Leitplanken werden ausgetauscht Schutz vor schweren Unfällen auf A 1 bei Wildeshausen

Auf der A 1 zwischen Wildeshausen-West und -Nord werden „Super-Rail“-Leitplanken auf dem Mittelstreifen montiert. Foto: Niklas GolitschekAuf der A 1 zwischen Wildeshausen-West und -Nord werden „Super-Rail“-Leitplanken auf dem Mittelstreifen montiert. Foto: Niklas Golitschek

Wildeshausen. Auf der Autobahn 1 bei Wildeshausen müssen Autofahrer derzeit die nächste Baustelle passieren. Die Arbeiten sollen die Verkehrssicherheit erhöhen. Dass in dem Bereich nur mit 40 Kilometern pro Stunde gefahren werden darf, liegt auch an einer neuen Vorschrift.

Seit einigen Tagen stockt der Verkehr auf der Autobahn 1 zwischen Wildeshausen-West und Wildeshausen-Nord. Der Grund: Die Schutzplanken auf dem Mittelstreifen werden erneuert. 

Auf einer Strecke von sieben Kilometern werden die alten, einfachen Distanzschutzplanken durch sogenannte „Super-Rail“-Schutzplanken beidseitig ersetzt. „Das erhöht die Aufhaltestufe und verhindert Durchbrüche“, sagt Elena Bauer von der Niedersächsischen Landesbehörde für Straßenbau und Verkehr Geschäftsbereich Oldenburg. Wenn ein Lastwagen bei einem Unfall auf die Gegenfahrbahn gerät, seien das die schlimmsten Unfälle.

Auf der A 1 höchstes Verkehrsaufkommen 

Da die Autobahn 1 das höchste Verkehrsaufkommen im Geschäftsbereich aufweise, habe die Behörde auf diese Abschnitte einen Fokus gelegt. Die Stahlschutzplanken erfüllen die derzeit höchste Schutzstufe H4b und sollen selbst den Durchbruch eines 40-Tonnen-Sattelzuges verhindern.

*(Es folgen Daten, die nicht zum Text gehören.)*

//! Paragraph/row alignment and word-level diffing.
//!
//! Unit alignment runs LCS over content hashes; a `Deleted` segment
//! immediately followed by an `Inserted` segment is treated as a
//! modification and paired item-by-item (positionally when lengths agree,
//! otherwise by word-overlap similarity). Matched paragraphs descend to
//! word-level LCS.

use super::canonicalize::{cell_texts, ComparisonUnit};
use super::document::{Region, WmlSource};
use super::settings::WmlComparerSettings;
use super::tokenize::{tokenize, Token};
use super::types::{WmlChange, WmlChangeType};
use crate::hash::sha1_hex_str;
use crate::lcs::{correlate, LcsOptions, Segment, SegmentKind};
use crate::util::text::word_jaccard;
use indextree::NodeId;

/// Similarity floor for pairing a deleted paragraph with an inserted one.
const MODIFICATION_SIMILARITY: f64 = 0.2;

/// Below this word-overlap similarity, a modified paragraph counts as one
/// whole-paragraph replacement (one deletion + one insertion).
const REPLACEMENT_SIMILARITY: f64 = 0.4;

/// Ordered edit script consumed by the markup renderer.
pub enum ParaEdit {
    Unchanged {
        region: Region,
        node2: NodeId,
    },
    InsertedPara {
        region: Region,
        node2: NodeId,
    },
    DeletedPara {
        region: Region,
        node1: NodeId,
    },
    ModifiedPara {
        region: Region,
        node1: NodeId,
        node2: NodeId,
        segments: Vec<Segment<Token>>,
    },
    UnchangedRow {
        region: Region,
        node2: NodeId,
    },
    InsertedRow {
        region: Region,
        node2: NodeId,
    },
    DeletedRow {
        region: Region,
        node1: NodeId,
    },
    ModifiedRow {
        region: Region,
        node1: NodeId,
        node2: NodeId,
    },
}
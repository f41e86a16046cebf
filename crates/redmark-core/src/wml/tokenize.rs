//! Word-level tokenization for paragraph diffing.
//!
//! Text splits on whitespace, then each chunk splits again at every
//! boundary between word characters and non-word characters, so
//! `"12,34"` becomes `["12", ",", "34"]` and `"Test."` becomes
//! `["Test", "."]`. Tokens hash as themselves (case-sensitive).

use crate::lcs::Hashable;

pub const STRUCTURAL_PREFIXES: &[&str] =
    &["FOOTNOTE_REF_", "ENDNOTE_REF_", "DRAWING_", "PICT_"];

#[derive(Debug, Clone, PartialEq, Eq)]
pub struct Token {
    pub text: String,
    /// Whether whitespace preceded this token in the original text; used
    /// to rebuild spacing when runs are re-emitted.
    pub leading_space: bool,
}

impl Token {
    pub fn new(text: &str, leading_space: bool) -> Self {
        Self {
            text: text.to_string(),
            leading_space,
        }
    }

    pub fn is_structural(&self) -> bool {
        is_structural_token(&self.text)
    }
}

impl Hashable for Token {
    fn key(&self) -> &str {
        &self.text
    }
}

pub fn is_structural_token(text: &str) -> bool {
    STRUCTURAL_PREFIXES
        .iter()
        .any(|prefix| text.starts_with(prefix))
}

fn is_word_char(c: char) -> bool {
    c.is_alphanumeric() || c == '_'
}

pub fn tokenize(text: &str) -> Vec<Token> {
    let mut tokens = Vec::new();

    let mut chunk = String::new();
    let mut chunk_leads = false;
    let mut pending_space = false;

    let mut flush = |chunk: &mut String, leads: bool, tokens: &mut Vec<Token>| {
        if chunk.is_empty() {
            return;
        }
        // Split the chunk at word/non-word boundaries; only the first
        // piece inherits the leading space.
        let mut first = true;
        let mut piece = String::new();
        let mut piece_is_word = false;
        for c in chunk.chars() {
            let word = is_word_char(c);
            if !piece.is_empty() && word != piece_is_word {
                tokens.push(Token::new(&piece, first && leads));
                first = false;
                piece.clear();
            }
            piece_is_word = word;
            piece.push(c);
        }
        if !piece.is_empty() {
            tokens.push(Token::new(&piece, first && leads));
        }
        chunk.clear();
    };

    for c in text.chars() {
        if c.is_whitespace() {
            flush(&mut chunk, chunk_leads, &mut tokens);
            pending_space = true;
            continue;
        }
        if chunk.is_empty() {
            chunk_leads = pending_space;
            pending_space = false;
        }
        chunk.push(c);
    }
    flush(&mut chunk, chunk_leads, &mut tokens);

    tokens
}

/// Rebuilds the surface text of a token run, re-inserting single spaces
/// where the tokenizer recorded them.
pub fn join_tokens(tokens: &[Token]) -> String {
    let mut out = String::new();
    for (i, token) in tokens.iter().enumerate() {
        if token.leading_space && i > 0 {
            out.push(' ');
        } else if token.leading_space && i == 0 {
            out.push(' ');
        }
        out.push_str(&token.text);
    }
    out
}
use crate::error::{RedmarkError, Result};
use crate::package::OpcPackage;
use crate::xml::namespaces::{rel_type, w};
use crate::xml::XmlTree;
use indextree::NodeId;

/// A WordprocessingML package plus the part URIs the comparer works with.
pub struct WmlDocument {
    package: OpcPackage,
}

impl WmlDocument {
    pub fn from_bytes(bytes: &[u8]) -> Result<Self> {
        let package = OpcPackage::open(bytes)?;
        Ok(Self { package })
    }

    pub fn to_bytes(&self) -> Result<Vec<u8>> {
        self.package.save()
    }

    pub fn package(&self) -> &OpcPackage {
        &self.package
    }

    pub fn package_mut(&mut self) -> &mut OpcPackage {
        &mut self.package
    }

    /// Main document part, resolved through the package root relationship
    /// with the conventional path as fallback.
    pub fn main_part_uri(&self) -> String {
        self.package
            .main_document_part()
            .unwrap_or_else(|_| "word/document.xml".to_string())
    }

    pub fn footnotes_uri(&self) -> Option<String> {
        let main = self.main_part_uri();
        self.package
            .relationship_of_type(&main, rel_type::FOOTNOTES)
            .map(|rel| crate::package::uri::resolve(&main, &rel.target))
            .or_else(|| {
                self.package
                    .has_part("word/footnotes.xml")
                    .then(|| "word/footnotes.xml".to_string())
            })
    }

    pub fn endnotes_uri(&self) -> Option<String> {
        let main = self.main_part_uri();
        self.package
            .relationship_of_type(&main, rel_type::ENDNOTES)
            .map(|rel| crate::package::uri::resolve(&main, &rel.target))
            .or_else(|| {
                self.package
                    .has_part("word/endnotes.xml")
                    .then(|| "word/endnotes.xml".to_string())
            })
    }
}

/// Which part of the document a comparison unit belongs to. Units are
/// collected body first, then footnotes, then endnotes.
#[derive(Debug, Clone, PartialEq, Eq, Hash)]
pub enum Region {
    Body,
    Footnote(String),
    Endnote(String),
}

impl Region {
    pub fn label(&self) -> String {
        match self {
            Region::Body => "body".to_string(),
            Region::Footnote(id) => format!("footnote:{id}"),
            Region::Endnote(id) => format!("endnote:{id}"),
        }
    }
}

/// Parsed trees of the parts that contribute comparison units, with prior
/// tracked revisions already accepted.
pub struct WmlSource {
    pub main_uri: String,
    pub doc: XmlTree,
    pub footnotes_uri: Option<String>,
    pub footnotes: Option<XmlTree>,
    pub endnotes_uri: Option<String>,
    pub endnotes: Option<XmlTree>,
}

impl WmlSource {
    pub fn load(document: &WmlDocument) -> Result<Self> {
        let main_uri = document.main_part_uri();
        let mut doc = document.package().xml_part(&main_uri)?;
        super::accept::accept_revisions(&mut doc);

        let footnotes_uri = document.footnotes_uri();
        let footnotes = match &footnotes_uri {
            Some(uri) => {
                let mut tree = document.package().xml_part(uri)?;
                super::accept::accept_revisions(&mut tree);
                Some(tree)
            }
            None => None,
        };

        let endnotes_uri = document.endnotes_uri();
        let endnotes = match &endnotes_uri {
            Some(uri) => {
                let mut tree = document.package().xml_part(uri)?;
                super::accept::accept_revisions(&mut tree);
                Some(tree)
            }
            None => None,
        };

        Ok(Self {
            main_uri,
            doc,
            footnotes_uri,
            footnotes,
            endnotes_uri,
            endnotes,
        })
    }

    pub fn tree(&self, region: &Region) -> Option<&XmlTree> {
        match region {
            Region::Body => Some(&self.doc),
            Region::Footnote(_) => self.footnotes.as_ref(),
            Region::Endnote(_) => self.endnotes.as_ref(),
        }
    }

    pub fn part_uri(&self, region: &Region) -> Option<&str> {
        match region {
            Region::Body => Some(&self.main_uri),
            Region::Footnote(_) => self.footnotes_uri.as_deref(),
            Region::Endnote(_) => self.endnotes_uri.as_deref(),
        }
    }
}

pub fn find_body(tree: &XmlTree) -> Result<NodeId> {
    let root = tree
        .root()
        .ok_or_else(|| RedmarkError::malformed("empty document part"))?;
    tree.find_descendant(root, &w::body())
        .ok_or_else(|| RedmarkError::malformed("document part has no w:body"))
}

#[cfg(test)]
mod tests {
    use super::*;

    #[test]
    fn region_labels() {
        assert_eq!(Region::Body.label(), "body");
        assert_eq!(Region::Footnote("2".to_string()).label(), "footnote:2");
        assert_eq!(Region::Endnote("3".to_string()).label(), "endnote:3");
    }

    #[test]
    fn find_body_rejects_non_wml() {
        let tree = crate::xml::parser::parse("<root/>").unwrap();
        assert!(find_body(&tree).is_err());
    }
}
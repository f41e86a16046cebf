use chrono::{DateTime, Utc};
use clap::{Parser, Subcommand};
use redmark_core::{
    PmlComparer, PmlComparerSettings, PmlDocument, RedmarkError, SmlComparer,
    SmlComparerSettings, SmlDocument, WmlComparer, WmlComparerSettings, WmlDocument,
};
use std::path::{Path, PathBuf};
use std::process::ExitCode;

const EXIT_OK: u8 = 0;
const EXIT_INVALID_INPUT: u8 = 1;
const EXIT_RUNTIME: u8 = 2;
const EXIT_CANCELLED: u8 = 3;

#[derive(Parser)]
#[command(name = "redmark")]
#[command(about = "Compare OOXML documents and produce redlined output", long_about = None)]
#[command(version)]
struct Cli {
    #[command(subcommand)]
    command: Commands,
}

#[derive(Subcommand)]
enum Commands {
    /// Display basic information about a document
    Info {
        file: PathBuf,
    },
    /// List the parts of an OOXML package
    ListParts {
        file: PathBuf,
    },
    /// Extract the plain text of a Word document
    ExtractText {
        file: PathBuf,
    },
    /// Compare two documents; writes a marked output when a path is given
    Compare {
        /// Original document (before changes)
        older: PathBuf,
        /// Modified document (after changes)
        newer: PathBuf,
        /// Output path for the marked document
        output: Option<PathBuf>,

        /// Document type: auto, docx, xlsx, pptx
        #[arg(short = 't', long, default_value = "auto")]
        doc_type: String,

        /// Author for revisions and annotations
        #[arg(long)]
        author: Option<String>,

        /// Revision timestamp, ISO-8601 (defaults to now UTC)
        #[arg(long)]
        date: Option<String>,

        /// Emit the change report as JSON on stdout
        #[arg(long)]
        json: bool,
    },
}

fn main() -> ExitCode {
    let cli = Cli::parse();
    let code = match cli.command {
        Commands::Info { file } => run_info(&file),
        Commands::ListParts { file } => run_list_parts(&file),
        Commands::ExtractText { file } => run_extract_text(&file),
        Commands::Compare {
            older,
            newer,
            output,
            doc_type,
            author,
            date,
            json,
        } => run_compare(&older, &newer, output, &doc_type, author, date, json),
    };
    match code {
        Ok(()) => ExitCode::from(EXIT_OK),
        Err(exit) => exit,
    }
}

fn fail(message: &str, code: u8) -> ExitCode {
    eprintln!("Error: {message}");
    ExitCode::from(code)
}

fn exit_code_for(err: &RedmarkError) -> u8 {
    match err {
        RedmarkError::MalformedPackage { .. }
        | RedmarkError::UnsupportedContent { .. }
        | RedmarkError::InvalidSetting { .. } => EXIT_INVALID_INPUT,
        RedmarkError::Cancelled => EXIT_CANCELLED,
        _ => EXIT_RUNTIME,
    }
}

fn detect_doc_type(path: &Path, hint: &str) -> Result<&'static str, ExitCode> {
    if hint != "auto" {
        return match hint {
            "docx" => Ok("docx"),
            "xlsx" => Ok("xlsx"),
            "pptx" => Ok("pptx"),
            other => Err(fail(&format!("unknown document type: {other}"), EXIT_INVALID_INPUT)),
        };
    }
    match path.extension().and_then(|e| e.to_str()) {
        Some("docx") => Ok("docx"),
        Some("xlsx") => Ok("xlsx"),
        Some("pptx") => Ok("pptx"),
        Some(ext) => Err(fail(&format!("unknown file extension: .{ext}"), EXIT_INVALID_INPUT)),
        None => Err(fail(
            "cannot detect document type without a file extension",
            EXIT_INVALID_INPUT,
        )),
    }
}

fn read_file(path: &Path) -> Result<Vec<u8>, ExitCode> {
    std::fs::read(path)
        .map_err(|e| fail(&format!("failed to read {}: {e}", path.display()), EXIT_INVALID_INPUT))
}

fn run_info(file: &PathBuf) -> Result<(), ExitCode> {
    let bytes = read_file(file)?;
    let doc_type = detect_doc_type(file, "auto")?;
    let package = redmark_core::package::OpcPackage::open(&bytes)
        .map_err(|e| fail(&e.to_string(), exit_code_for(&e)))?;

    println!("Document: {}", file.display());
    println!("Type:     {doc_type}");
    println!("Size:     {} bytes", bytes.len());
    println!("Parts:    {}", package.part_names().len());
    Ok(())
}

fn run_list_parts(file: &PathBuf) -> Result<(), ExitCode> {
    let bytes = read_file(file)?;
    let package = redmark_core::package::OpcPackage::open(&bytes)
        .map_err(|e| fail(&e.to_string(), exit_code_for(&e)))?;
    for name in package.part_names() {
        println!("{name}");
    }
    Ok(())
}

fn run_extract_text(file: &PathBuf) -> Result<(), ExitCode> {
    let bytes = read_file(file)?;
    let document = WmlDocument::from_bytes(&bytes)
        .map_err(|e| fail(&e.to_string(), exit_code_for(&e)))?;
    let text = redmark_core::wml::extract_all_text(&document)
        .map_err(|e| fail(&e.to_string(), exit_code_for(&e)))?;
    println!("{text}");
    Ok(())
}

fn parse_date(date: Option<String>) -> Result<Option<DateTime<Utc>>, ExitCode> {
    match date {
        None => Ok(None),
        Some(raw) => match DateTime::parse_from_rfc3339(&raw) {
            Ok(parsed) => Ok(Some(parsed.with_timezone(&Utc))),
            Err(e) => Err(fail(&format!("invalid --date '{raw}': {e}"), EXIT_INVALID_INPUT)),
        },
    }
}

#[allow(clippy::too_many_arguments)]
fn run_compare(
    older: &PathBuf,
    newer: &PathBuf,
    output: Option<PathBuf>,
    doc_type: &str,
    author: Option<String>,
    date: Option<String>,
    json: bool,
) -> Result<(), ExitCode> {
    let doc_type = detect_doc_type(older, doc_type)?;
    let bytes1 = read_file(older)?;
    let bytes2 = read_file(newer)?;
    let date = parse_date(date)?;

    match doc_type {
        "docx" => {
            let doc1 = WmlDocument::from_bytes(&bytes1)
                .map_err(|e| fail(&e.to_string(), exit_code_for(&e)))?;
            let doc2 = WmlDocument::from_bytes(&bytes2)
                .map_err(|e| fail(&e.to_string(), exit_code_for(&e)))?;

            let mut settings = WmlComparerSettings::default();
            if let Some(author) = author {
                settings.author = author;
            }
            if let Some(date) = date {
                settings.date_time = date;
            }

            let result = if output.is_some() {
                WmlComparer::produce_marked_document(&doc1, &doc2, Some(&settings))
            } else {
                WmlComparer::compare(&doc1, &doc2, Some(&settings))
            }
            .map_err(|e| fail(&e.to_string(), exit_code_for(&e)))?;

            if let (Some(path), Some(document)) = (&output, &result.document) {
                std::fs::write(path, document).map_err(|e| {
                    fail(&format!("failed to write {}: {e}", path.display()), EXIT_RUNTIME)
                })?;
            }

            if json {
                let report = serde_json::json!({
                    "insertions": result.insertions,
                    "deletions": result.deletions,
                    "total": result.revision_count(),
                    "changes": result.changes,
                });
                println!("{report}");
            } else {
                println!("Comparison complete:");
                println!("  Insertions: {}", result.insertions);
                println!("  Deletions:  {}", result.deletions);
                println!("  Total:      {}", result.revision_count());
                if let Some(path) = &output {
                    println!("  Output:     {}", path.display());
                }
            }
        }
        "xlsx" => {
            let doc1 = SmlDocument::from_bytes(&bytes1)
                .map_err(|e| fail(&e.to_string(), exit_code_for(&e)))?;
            let doc2 = SmlDocument::from_bytes(&bytes2)
                .map_err(|e| fail(&e.to_string(), exit_code_for(&e)))?;

            let mut settings = SmlComparerSettings::default();
            if let Some(author) = author {
                settings.author = author;
            }

            let (marked, result) = SmlComparer::compare_and_render(&doc1, &doc2, Some(&settings))
                .map_err(|e| fail(&e.to_string(), exit_code_for(&e)))?;

            if let Some(path) = &output {
                let bytes = marked
                    .to_bytes()
                    .map_err(|e| fail(&e.to_string(), EXIT_RUNTIME))?;
                std::fs::write(path, bytes).map_err(|e| {
                    fail(&format!("failed to write {}: {e}", path.display()), EXIT_RUNTIME)
                })?;
            }

            if json {
                let report = serde_json::json!({
                    "total": result.total_changes(),
                    "cellsAdded": result.cells_added(),
                    "cellsDeleted": result.cells_deleted(),
                    "valueChanges": result.value_changes(),
                    "formulaChanges": result.formula_changes(),
                    "changes": result.changes,
                });
                println!("{report}");
            } else {
                println!("Comparison complete:");
                println!("  Value changes:   {}", result.value_changes());
                println!("  Formula changes: {}", result.formula_changes());
                println!("  Cells added:     {}", result.cells_added());
                println!("  Cells deleted:   {}", result.cells_deleted());
                println!("  Total changes:   {}", result.total_changes());
                if let Some(path) = &output {
                    println!("  Output:          {}", path.display());
                }
            }
        }
        "pptx" => {
            let doc1 = PmlDocument::from_bytes(&bytes1)
                .map_err(|e| fail(&e.to_string(), exit_code_for(&e)))?;
            let doc2 = PmlDocument::from_bytes(&bytes2)
                .map_err(|e| fail(&e.to_string(), exit_code_for(&e)))?;

            let mut settings = PmlComparerSettings::default();
            if let Some(author) = author {
                settings.author = author;
            }

            let (marked, result) = PmlComparer::compare_and_render(&doc1, &doc2, Some(&settings))
                .map_err(|e| fail(&e.to_string(), exit_code_for(&e)))?;

            if let Some(path) = &output {
                let bytes = marked
                    .to_bytes()
                    .map_err(|e| fail(&e.to_string(), EXIT_RUNTIME))?;
                std::fs::write(path, bytes).map_err(|e| {
                    fail(&format!("failed to write {}: {e}", path.display()), EXIT_RUNTIME)
                })?;
            }

            if json {
                let report = serde_json::json!({
                    "total": result.total_changes(),
                    "slidesInserted": result.slides_inserted(),
                    "slidesDeleted": result.slides_deleted(),
                    "changes": result.changes,
                });
                println!("{report}");
            } else {
                println!("Comparison complete:");
                println!("  Slides inserted: {}", result.slides_inserted());
                println!("  Slides deleted:  {}", result.slides_deleted());
                println!("  Total changes:   {}", result.total_changes());
                if let Some(path) = &output {
                    println!("  Output:          {}", path.display());
                }
            }
        }
        _ => unreachable!(),
    }

    Ok(())
}
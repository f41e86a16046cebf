use super::signatures::CellFormatSignature;
use serde::{Deserialize, Serialize};

/// Kinds of changes detected during workbook comparison.
#[derive(Debug, Clone, Copy, PartialEq, Eq, Hash, Serialize, Deserialize)]
#[serde(rename_all = "PascalCase")]
pub enum SmlChangeType {
    SheetAdded,
    SheetDeleted,
    SheetRenamed,

    RowInserted,
    RowDeleted,

    CellAdded,
    CellDeleted,
    ValueChanged,
    FormulaChanged,
    FormatChanged,

    NamedRangeAdded,
    NamedRangeDeleted,
    NamedRangeChanged,

    CommentAdded,
    CommentDeleted,
    CommentChanged,

    DataValidationAdded,
    DataValidationDeleted,

    MergedRangeAdded,
    MergedRangeDeleted,

    ConditionalFormatAdded,
    ConditionalFormatDeleted,
    ConditionalFormatChanged,

    HyperlinkAdded,
    HyperlinkDeleted,
    HyperlinkChanged,
}

/// A single detected change; only the fields relevant to the change type
/// are populated.
#[derive(Debug, Clone, Default, Serialize, Deserialize)]
#[serde(rename_all = "camelCase")]
pub struct SmlChange {
    pub change_type: Option<SmlChangeType>,
    pub sheet_name: Option<String>,
    pub cell_address: Option<String>,
    pub row_index: Option<u32>,
    pub column_index: Option<u32>,
    pub old_sheet_name: Option<String>,

    pub old_value: Option<String>,
    pub new_value: Option<String>,
    pub old_formula: Option<String>,
    pub new_formula: Option<String>,
    pub old_format: Option<CellFormatSignature>,
    pub new_format: Option<CellFormatSignature>,

    pub name: Option<String>,
    pub range: Option<String>,
    pub author: Option<String>,
    pub old_detail: Option<String>,
    pub new_detail: Option<String>,
}

impl SmlChange {
    pub fn of(change_type: SmlChangeType) -> Self {
        Self {
            change_type: Some(change_type),
            ..Self::default()
        }
    }

    pub fn kind(&self) -> SmlChangeType {
        self.change_type.unwrap_or(SmlChangeType::ValueChanged)
    }

    pub fn describe(&self) -> String {
        let sheet = self.sheet_name.as_deref().unwrap_or("");
        let address = self.cell_address.as_deref().unwrap_or("");
        match self.kind() {
            SmlChangeType::SheetAdded => format!("Sheet '{sheet}' was added"),
            SmlChangeType::SheetDeleted => format!("Sheet '{sheet}' was deleted"),
            SmlChangeType::SheetRenamed => format!(
                "Sheet '{}' was renamed to '{sheet}'",
                self.old_sheet_name.as_deref().unwrap_or("")
            ),
            SmlChangeType::RowInserted => format!(
                "Row {} was inserted in '{sheet}'",
                self.row_index.unwrap_or(0)
            ),
            SmlChangeType::RowDeleted => format!(
                "Row {} was deleted from '{sheet}'",
                self.row_index.unwrap_or(0)
            ),
            SmlChangeType::CellAdded => format!(
                "Cell {sheet}!{address} was added with '{}'",
                self.new_value.as_deref().unwrap_or("")
            ),
            SmlChangeType::CellDeleted => format!(
                "Cell {sheet}!{address} was deleted (had '{}')",
                self.old_value.as_deref().unwrap_or("")
            ),
            SmlChangeType::ValueChanged => format!(
                "Cell {sheet}!{address} changed from '{}' to '{}'",
                self.old_value.as_deref().unwrap_or(""),
                self.new_value.as_deref().unwrap_or("")
            ),
            SmlChangeType::FormulaChanged => format!(
                "Cell {sheet}!{address} formula changed from '{}' to '{}'",
                self.old_formula.as_deref().unwrap_or(""),
                self.new_formula.as_deref().unwrap_or("")
            ),
            SmlChangeType::FormatChanged => {
                format!("Cell {sheet}!{address} formatting changed")
            }
            SmlChangeType::NamedRangeAdded => format!(
                "Named range '{}' was added",
                self.name.as_deref().unwrap_or("")
            ),
            SmlChangeType::NamedRangeDeleted => format!(
                "Named range '{}' was deleted",
                self.name.as_deref().unwrap_or("")
            ),
            SmlChangeType::NamedRangeChanged => format!(
                "Named range '{}' changed from '{}' to '{}'",
                self.name.as_deref().unwrap_or(""),
                self.old_detail.as_deref().unwrap_or(""),
                self.new_detail.as_deref().unwrap_or("")
            ),
            SmlChangeType::CommentAdded => format!("Comment added at {sheet}!{address}"),
            SmlChangeType::CommentDeleted => format!("Comment deleted from {sheet}!{address}"),
            SmlChangeType::CommentChanged => format!("Comment changed at {sheet}!{address}"),
            SmlChangeType::DataValidationAdded => format!(
                "Data validation added on {} in '{sheet}'",
                self.range.as_deref().unwrap_or("")
            ),
            SmlChangeType::DataValidationDeleted => format!(
                "Data validation removed from {} in '{sheet}'",
                self.range.as_deref().unwrap_or("")
            ),
            SmlChangeType::MergedRangeAdded => format!(
                "Merged range {} added in '{sheet}'",
                self.range.as_deref().unwrap_or("")
            ),
            SmlChangeType::MergedRangeDeleted => format!(
                "Merged range {} removed from '{sheet}'",
                self.range.as_deref().unwrap_or("")
            ),
            SmlChangeType::ConditionalFormatAdded => format!(
                "Conditional formatting added on {} in '{sheet}'",
                self.range.as_deref().unwrap_or("")
            ),
            SmlChangeType::ConditionalFormatDeleted => format!(
                "Conditional formatting removed from {} in '{sheet}'",
                self.range.as_deref().unwrap_or("")
            ),
            SmlChangeType::ConditionalFormatChanged => format!(
                "Conditional formatting changed on {} in '{sheet}'",
                self.range.as_deref().unwrap_or("")
            ),
            SmlChangeType::HyperlinkAdded => format!("Hyperlink added at {sheet}!{address}"),
            SmlChangeType::HyperlinkDeleted => {
                format!("Hyperlink removed from {sheet}!{address}")
            }
            SmlChangeType::HyperlinkChanged => format!(
                "Hyperlink at {sheet}!{address} changed from '{}' to '{}'",
                self.old_detail.as_deref().unwrap_or(""),
                self.new_detail.as_deref().unwrap_or("")
            ),
        }
    }
}

/// Outcome of one workbook comparison.
#[derive(Debug, Clone, Default, Serialize, Deserialize)]
#[serde(rename_all = "camelCase")]
pub struct SmlComparisonResult {
    pub changes: Vec<SmlChange>,
    pub warnings: Vec<String>,
}

impl SmlComparisonResult {
    pub fn total_changes(&self) -> usize {
        self.changes.len()
    }

    fn count(&self, kind: SmlChangeType) -> usize {
        self.changes.iter().filter(|c| c.kind() == kind).count()
    }

    pub fn value_changes(&self) -> usize {
        self.count(SmlChangeType::ValueChanged)
    }

    pub fn formula_changes(&self) -> usize {
        self.count(SmlChangeType::FormulaChanged)
    }

    pub fn format_changes(&self) -> usize {
        self.count(SmlChangeType::FormatChanged)
    }

    pub fn cells_added(&self) -> usize {
        self.count(SmlChangeType::CellAdded)
    }

    pub fn cells_deleted(&self) -> usize {
        self.count(SmlChangeType::CellDeleted)
    }

    pub fn is_identical(&self) -> bool {
        self.changes.is_empty()
    }
}


impl From<SmlChangeType> for SmlChange {
    fn from(change_type: SmlChangeType) -> Self {
        SmlChange::of(change_type)
    }
}
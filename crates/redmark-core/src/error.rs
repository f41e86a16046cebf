use thiserror::Error;

/// Error taxonomy for the comparison engine.
///
/// Canonicalization failures are fatal; matching and diffing surface only
/// `Cancelled` and `Internal`; markup rendering tolerates absent optional
/// parts by creating them.
#[derive(Error, Debug)]
pub enum RedmarkError {
    #[error("Malformed OOXML package: {message}")]
    MalformedPackage { message: String },

    #[error("Unsupported content in '{part}': {message}")]
    UnsupportedContent { part: String, message: String },

    #[error("Broken reference '{r_id}' in part '{part}'")]
    BrokenReference { part: String, r_id: String },

    #[error("Invalid setting: {message}")]
    InvalidSetting { message: String },

    #[error("Comparison cancelled")]
    Cancelled,

    #[error("Internal error [{code}]: {message}")]
    Internal { code: &'static str, message: String },

    #[error(transparent)]
    Io(#[from] std::io::Error),

    #[error(transparent)]
    Zip(#[from] zip::result::ZipError),
}

impl RedmarkError {
    pub fn malformed(message: impl Into<String>) -> Self {
        Self::MalformedPackage {
            message: message.into(),
        }
    }

    pub fn internal(code: &'static str, message: impl Into<String>) -> Self {
        Self::Internal {
            code,
            message: message.into(),
        }
    }

    pub fn invalid_setting(message: impl Into<String>) -> Self {
        Self::InvalidSetting {
            message: message.into(),
        }
    }
}

pub type Result<T> = std::result::Result<T, RedmarkError>;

Die Gesamtkosten dafür beziffert Bauer auf etwa 1,8 Millionen Euro.

Angestrebt wird Bauer zufolge, dass langfristig der gesamte Autobahnbereich solche „Super-Rail“-Schutzplanken erhält – auch an den Seiten. Im Oldenburger Bezirk seien auf dem Mittelstreifen auch schon fast alle Bereiche mit den Metallschutzplanken ausgestattet. Die weitere Umrüstung werde allerdings erst in den kommenden Jahren Stück für Stück passieren.

„Für 2019 ist wegen anderer Baumaßnahmen nicht weiter geplant“, führt sie aus. Das würde sonst den Verkehr zu sehr beeinträchtigen. Deutlich langsamer müssen Autos und Lastwagen bereits jetzt schon im Baustellenbereich fahren: Es gilt eine Geschwindigkeitsbegrenzung von 40 Kilometern pro Stunde. Das liege auch an einer neuen Vorschrift, nach der maximal 50 Kilometer pro Stunde gefahren werden dürfen, wenn die Baustelle ohne Schutzwand gesichert ist.

Für die Erneuerung der Schutzplanken kommt lediglich eine Bakenkette zum Einsatz. Es gebe Überlegungen, in der baufreien Zeit die Geschwindigkeitsbegrenzung auf 60 Kilometer pro Stunde anzuheben.

Einschränkungen im Verkehrsfluss 

Mit Einschränkungen im Verkehrsfluss müssen Autofahrer in dem Autobahnabschnitt noch voraussichtlich bis Ende Juli rechnen. Drei Monate sind für die Arbeiten eingeplant und aktuell kommt es zu Verzögerungen; allerdings war der Beginn auch erst für den 24. April vorgesehen und wurde nun schon vorverlegt. „Wir haben Probleme mit dem Fundament gehabt“, erläutert Bauer. Nach Plan hätten die Schutzeinrichtungen an Pfeilern angedübelt werden sollen, an die komme man allerdings wegen der Zementverfestigung nicht ran. Dafür müsste nun alles aufgeschnitten und rausgebrochen werden. „Das wäre aufwendig und mit immensen Kosten verbunden“, sagt Bauer. Abhilfe sei jedoch schon gefunden: Die Schutzplanken werden nun im gesamten Bereich auf Streifenfundamenten befestigt. Für diese Arbeiten hätte man jedoch kurzfristig ein Unternehmen finden müssen, auch der Beton müsse austrocknen. Daher komme es zu den Verzögerungen. Bis Ende Juli sollen die Arbeiten aber beendet sein.